== What you should do ==
Would you print every entry exactly as it appears?
*** The records Section Begins ***
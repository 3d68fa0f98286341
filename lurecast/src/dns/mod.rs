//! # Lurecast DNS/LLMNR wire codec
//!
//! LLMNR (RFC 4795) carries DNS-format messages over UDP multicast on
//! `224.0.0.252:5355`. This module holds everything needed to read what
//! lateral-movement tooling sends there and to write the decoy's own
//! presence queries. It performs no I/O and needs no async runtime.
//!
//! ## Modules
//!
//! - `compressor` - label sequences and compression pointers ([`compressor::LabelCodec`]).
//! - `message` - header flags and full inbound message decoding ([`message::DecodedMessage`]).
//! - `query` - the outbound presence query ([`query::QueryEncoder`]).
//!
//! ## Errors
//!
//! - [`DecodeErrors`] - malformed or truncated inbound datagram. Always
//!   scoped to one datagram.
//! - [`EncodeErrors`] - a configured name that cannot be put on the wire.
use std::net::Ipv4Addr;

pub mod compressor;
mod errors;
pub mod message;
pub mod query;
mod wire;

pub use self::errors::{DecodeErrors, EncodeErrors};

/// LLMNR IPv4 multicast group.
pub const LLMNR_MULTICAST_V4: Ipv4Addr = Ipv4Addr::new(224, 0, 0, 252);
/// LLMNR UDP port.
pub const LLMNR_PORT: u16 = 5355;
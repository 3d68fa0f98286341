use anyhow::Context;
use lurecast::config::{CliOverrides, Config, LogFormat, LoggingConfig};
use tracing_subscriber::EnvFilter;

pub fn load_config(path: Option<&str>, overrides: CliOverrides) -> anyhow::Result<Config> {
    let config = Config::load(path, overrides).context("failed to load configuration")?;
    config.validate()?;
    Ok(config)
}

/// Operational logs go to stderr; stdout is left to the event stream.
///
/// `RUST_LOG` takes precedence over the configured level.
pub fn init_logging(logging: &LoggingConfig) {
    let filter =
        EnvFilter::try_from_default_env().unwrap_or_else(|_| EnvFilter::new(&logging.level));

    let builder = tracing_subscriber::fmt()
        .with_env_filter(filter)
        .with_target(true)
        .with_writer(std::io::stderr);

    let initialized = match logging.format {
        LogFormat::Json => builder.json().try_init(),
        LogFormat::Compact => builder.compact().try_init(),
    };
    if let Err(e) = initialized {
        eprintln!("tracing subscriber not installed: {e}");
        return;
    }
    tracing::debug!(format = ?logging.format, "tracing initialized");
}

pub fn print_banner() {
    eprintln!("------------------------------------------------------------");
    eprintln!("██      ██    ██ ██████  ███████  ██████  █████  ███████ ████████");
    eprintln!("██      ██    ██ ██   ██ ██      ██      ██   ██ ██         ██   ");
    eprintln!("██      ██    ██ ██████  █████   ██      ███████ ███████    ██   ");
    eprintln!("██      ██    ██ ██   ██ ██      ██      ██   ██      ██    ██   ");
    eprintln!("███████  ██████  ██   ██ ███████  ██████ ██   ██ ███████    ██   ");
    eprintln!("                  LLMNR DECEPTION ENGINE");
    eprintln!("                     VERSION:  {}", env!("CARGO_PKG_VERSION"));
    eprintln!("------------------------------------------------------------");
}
*** The records Section Ends ***
== Result of the exercise ==
repository 3d68fa0f98286341
filename lurecast/src/dns/mod.rs
//! # Lurecast DNS/LLMNR wire codec
//!
//! LLMNR (RFC 4795) carries DNS-format messages over UDP multicast on
//! `224.0.0.252:5355`. This module holds everything needed to read what
//! lateral-movement tooling sends there and to write the decoy's own
//! presence queries. It performs no I/O and needs no async runtime.
//!
//! ## Modules
//!
//! - `compressor` - label sequences and compression pointers ([`compressor::LabelCodec`]).
//! - `message` - header flags and full inbound message decoding ([`message::DecodedMessage`]).
//! - `query` - the outbound presence query ([`query::QueryEncoder`]).
//!
//! ## Errors
//!
//! - [`DecodeErrors`] - malformed or truncated inbound datagram. Always
//!   scoped to one datagram.
//! - [`EncodeErrors`] - a configured name that cannot be put on the wire.
use std::net::Ipv4Addr;

pub mod compressor;
mod errors;
pub mod message;
pub mod query;
mod wire;

pub use self::errors::{DecodeErrors, EncodeErrors};

/// LLMNR IPv4 multicast group.
pub const LLMNR_MULTICAST_V4: Ipv4Addr = Ipv4Addr::new(224, 0, 0, 252);
/// LLMNR UDP port.
pub const LLMNR_PORT: u16 = 5355;
repository 3d68fa0f98286341
use anyhow::Context;
use lurecast::config::{CliOverrides, Config, LogFormat, LoggingConfig};
use tracing_subscriber::EnvFilter;

pub fn load_config(path: Option<&str>, overrides: CliOverrides) -> anyhow::Result<Config> {
    let config = Config::load(path, overrides).context("failed to load configuration")?;
    config.validate()?;
    Ok(config)
}

/// Operational logs go to stderr; stdout is left to the event stream.
///
/// `RUST_LOG` takes precedence over the configured level.
pub fn init_logging(logging: &LoggingConfig) {
    let filter =
        EnvFilter::try_from_default_env().unwrap_or_else(|_| EnvFilter::new(&logging.level));

    let builder = tracing_subscriber::fmt()
        .with_env_filter(filter)
        .with_target(true)
        .with_writer(std::io::stderr);

    let initialized = match logging.format {
        LogFormat::Json => builder.json().try_init(),
        LogFormat::Compact => builder.compact().try_init(),
    };
    if let Err(e) = initialized {
        eprintln!("tracing subscriber not installed: {e}");
        return;
    }
    tracing::debug!(format = ?logging.format, "tracing initialized");
}

pub fn print_banner() {
    eprintln!("------------------------------------------------------------");
    eprintln!("██      ██    ██ ██████  ███████  ██████  █████  ███████ ████████");
    eprintln!("██      ██    ██ ██   ██ ██      ██      ██   ██ ██         ██   ");
    eprintln!("██      ██    ██ ██████  █████   ██      ███████ ███████    ██   ");
    eprintln!("██      ██    ██ ██   ██ ██      ██      ██   ██      ██    ██   ");
    eprintln!("███████  ██████  ██   ██ ███████  ██████ ██   ██ ███████    ██   ");
    eprintln!("                  LLMNR DECEPTION ENGINE");
    eprintln!("                     VERSION:  {}", env!("CARGO_PKG_VERSION"));
    eprintln!("------------------------------------------------------------");
}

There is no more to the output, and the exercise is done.